EXERCISE
Write the data out verbatim.
══════
//! Dashboard figures: fetch through the repositories, then aggregate.
//!
//! Reads here are lenient. A `NotFound` from a fetch counts as an empty
//! contribution so a dashboard still renders over partial data; every
//! other error is returned.

use chrono::{Datelike, NaiveDate};
use tracing::debug;

use crate::aggregate::{
    self, AttendanceMonthSummary, AttendanceStats, DepartmentStats, LeaveBalance, PayrollSummary,
    PerformanceSummary,
};
use crate::config::Policy;
use crate::error::{RepoError, RepoResult};
use crate::model::LeaveType;
use crate::repository::{
    AttendanceRepository, EmployeeRepository, LeaveRepository, PayrollRepository,
    PerformanceRepository,
};

#[derive(Clone)]
pub struct Reports {
    employees: EmployeeRepository,
    attendance: AttendanceRepository,
    leave: LeaveRepository,
    payroll: PayrollRepository,
    performance: PerformanceRepository,
    standard_hours_per_day: f64,
}

impl Reports {
    pub fn new(
        employees: EmployeeRepository,
        attendance: AttendanceRepository,
        leave: LeaveRepository,
        payroll: PayrollRepository,
        performance: PerformanceRepository,
        policy: &Policy,
    ) -> Self {
        Self {
            employees,
            attendance,
            leave,
            payroll,
            performance,
            standard_hours_per_day: policy.standard_hours_per_day,
        }
    }

    /// Balance of one leave type for the calendar year containing `today`.
    pub async fn leave_balance(
        &self,
        employee_id: &str,
        leave_type: LeaveType,
        today: NaiveDate,
    ) -> RepoResult<LeaveBalance> {
        let approved = lenient(
            self.leave
                .approved_in_year(employee_id, Some(leave_type), today.year())
                .await,
        )?;
        Ok(aggregate::leave_balance(leave_type, &approved))
    }

    pub async fn leave_balances(
        &self,
        employee_id: &str,
        today: NaiveDate,
    ) -> RepoResult<Vec<LeaveBalance>> {
        let approved = lenient(
            self.leave
                .approved_in_year(employee_id, None, today.year())
                .await,
        )?;
        Ok(aggregate::leave_balances(&approved))
    }

    pub async fn payroll_summary(&self, month: u32, year: i32) -> RepoResult<PayrollSummary> {
        let records = lenient(self.payroll.for_period(month, year).await)?;
        Ok(aggregate::payroll_summary(&records))
    }

    /// Company-wide attendance against the active headcount.
    pub async fn attendance_for(&self, date: NaiveDate) -> RepoResult<AttendanceStats> {
        let employees = lenient(self.employees.list_active().await)?;
        let records = lenient(self.attendance.for_date(date).await)?;
        Ok(aggregate::attendance_stats(date, &employees, &records))
    }

    pub async fn department_attendance(&self, date: NaiveDate) -> RepoResult<Vec<DepartmentStats>> {
        let employees = lenient(self.employees.list_active().await)?;
        let records = lenient(self.attendance.for_date(date).await)?;
        Ok(aggregate::department_stats(date, &employees, &records))
    }

    pub async fn performance_summary(&self, employee_id: &str) -> RepoResult<PerformanceSummary> {
        let reviews = lenient(self.performance.for_employee(employee_id).await)?;
        Ok(aggregate::performance_summary(&reviews))
    }

    pub async fn attendance_month_summary(
        &self,
        employee_id: &str,
        month: u32,
        year: i32,
    ) -> RepoResult<AttendanceMonthSummary> {
        let (first, last) = month_bounds(month, year)?;
        let records = lenient(
            self.attendance
                .for_employee_between(employee_id, first, last)
                .await,
        )?;
        Ok(aggregate::attendance_month_summary(
            &records,
            self.standard_hours_per_day,
        ))
    }
}

fn lenient<T>(fetched: RepoResult<Vec<T>>) -> RepoResult<Vec<T>> {
    match fetched {
        Err(err) if err.is_not_found() => {
            debug!(error = %err, "Treating missing data as empty");
            Ok(Vec::new())
        }
        other => other,
    }
}

fn month_bounds(month: u32, year: i32) -> RepoResult<(NaiveDate, NaiveDate)> {
    let first = NaiveDate::from_ymd_opt(year, month, 1)
        .ok_or_else(|| RepoError::Validation(format!("invalid month {month}/{year}")))?;
    let next = if month == 12 {
        NaiveDate::from_ymd_opt(year + 1, 1, 1)
    } else {
        NaiveDate::from_ymd_opt(year, month + 1, 1)
    };
    let last = next
        .and_then(|d| d.pred_opt())
        .ok_or_else(|| RepoError::Validation(format!("invalid month {month}/{year}")))?;
    Ok((first, last))
}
══════
RESPONSE AREA
//! Dashboard figures: fetch through the repositories, then aggregate.
//!
//! Reads here are lenient. A `NotFound` from a fetch counts as an empty
//! contribution so a dashboard still renders over partial data; every
//! other error is returned.

use chrono::{Datelike, NaiveDate};
use tracing::debug;

use crate::aggregate::{
    self, AttendanceMonthSummary, AttendanceStats, DepartmentStats, LeaveBalance, PayrollSummary,
    PerformanceSummary,
};
use crate::config::Policy;
use crate::error::{RepoError, RepoResult};
use crate::model::LeaveType;
use crate::repository::{
    AttendanceRepository, EmployeeRepository, LeaveRepository, PayrollRepository,
    PerformanceRepository,
};

#[derive(Clone)]
pub struct Reports {
    employees: EmployeeRepository,
    attendance: AttendanceRepository,
    leave: LeaveRepository,
    payroll: PayrollRepository,
    performance: PerformanceRepository,
    standard_hours_per_day: f64,
}

impl Reports {
    pub fn new(
        employees: EmployeeRepository,
        attendance: AttendanceRepository,
        leave: LeaveRepository,
        payroll: PayrollRepository,
        performance: PerformanceRepository,
        policy: &Policy,
    ) -> Self {
        Self {
            employees,
            attendance,
            leave,
            payroll,
            performance,
            standard_hours_per_day: policy.standard_hours_per_day,
        }
    }

    /// Balance of one leave type for the calendar year containing `today`.
    pub async fn leave_balance(
        &self,
        employee_id: &str,
        leave_type: LeaveType,
        today: NaiveDate,
    ) -> RepoResult<LeaveBalance> {
        let approved = lenient(
            self.leave
                .approved_in_year(employee_id, Some(leave_type), today.year())
                .await,
        )?;
        Ok(aggregate::leave_balance(leave_type, &approved))
    }

    pub async fn leave_balances(
        &self,
        employee_id: &str,
        today: NaiveDate,
    ) -> RepoResult<Vec<LeaveBalance>> {
        let approved = lenient(
            self.leave
                .approved_in_year(employee_id, None, today.year())
                .await,
        )?;
        Ok(aggregate::leave_balances(&approved))
    }

    pub async fn payroll_summary(&self, month: u32, year: i32) -> RepoResult<PayrollSummary> {
        let records = lenient(self.payroll.for_period(month, year).await)?;
        Ok(aggregate::payroll_summary(&records))
    }

    /// Company-wide attendance against the active headcount.
    pub async fn attendance_for(&self, date: NaiveDate) -> RepoResult<AttendanceStats> {
        let employees = lenient(self.employees.list_active().await)?;
        let records = lenient(self.attendance.for_date(date).await)?;
        Ok(aggregate::attendance_stats(date, &employees, &records))
    }

    pub async fn department_attendance(&self, date: NaiveDate) -> RepoResult<Vec<DepartmentStats>> {
        let employees = lenient(self.employees.list_active().await)?;
        let records = lenient(self.attendance.for_date(date).await)?;
        Ok(aggregate::department_stats(date, &employees, &records))
    }

    pub async fn performance_summary(&self, employee_id: &str) -> RepoResult<PerformanceSummary> {
        let reviews = lenient(self.performance.for_employee(employee_id).await)?;
        Ok(aggregate::performance_summary(&reviews))
    }

    pub async fn attendance_month_summary(
        &self,
        employee_id: &str,
        month: u32,
        year: i32,
    ) -> RepoResult<AttendanceMonthSummary> {
        let (first, last) = month_bounds(month, year)?;
        let records = lenient(
            self.attendance
                .for_employee_between(employee_id, first, last)
                .await,
        )?;
        Ok(aggregate::attendance_month_summary(
            &records,
            self.standard_hours_per_day,
        ))
    }
}

fn lenient<T>(fetched: RepoResult<Vec<T>>) -> RepoResult<Vec<T>> {
    match fetched {
        Err(err) if err.is_not_found() => {
            debug!(error = %err, "Treating missing data as empty");
            Ok(Vec::new())
        }
        other => other,
    }
}

fn month_bounds(month: u32, year: i32) -> RepoResult<(NaiveDate, NaiveDate)> {
    let first = NaiveDate::from_ymd_opt(year, month, 1)
        .ok_or_else(|| RepoError::Validation(format!("invalid month {month}/{year}")))?;
    let next = if month == 12 {
        NaiveDate::from_ymd_opt(year + 1, 1, 1)
    } else {
        NaiveDate::from_ymd_opt(year, month + 1, 1)
    };
    let last = next
        .and_then(|d| d.pred_opt())
        .ok_or_else(|| RepoError::Validation(format!("invalid month {month}/{year}")))?;
    Ok((first, last))
}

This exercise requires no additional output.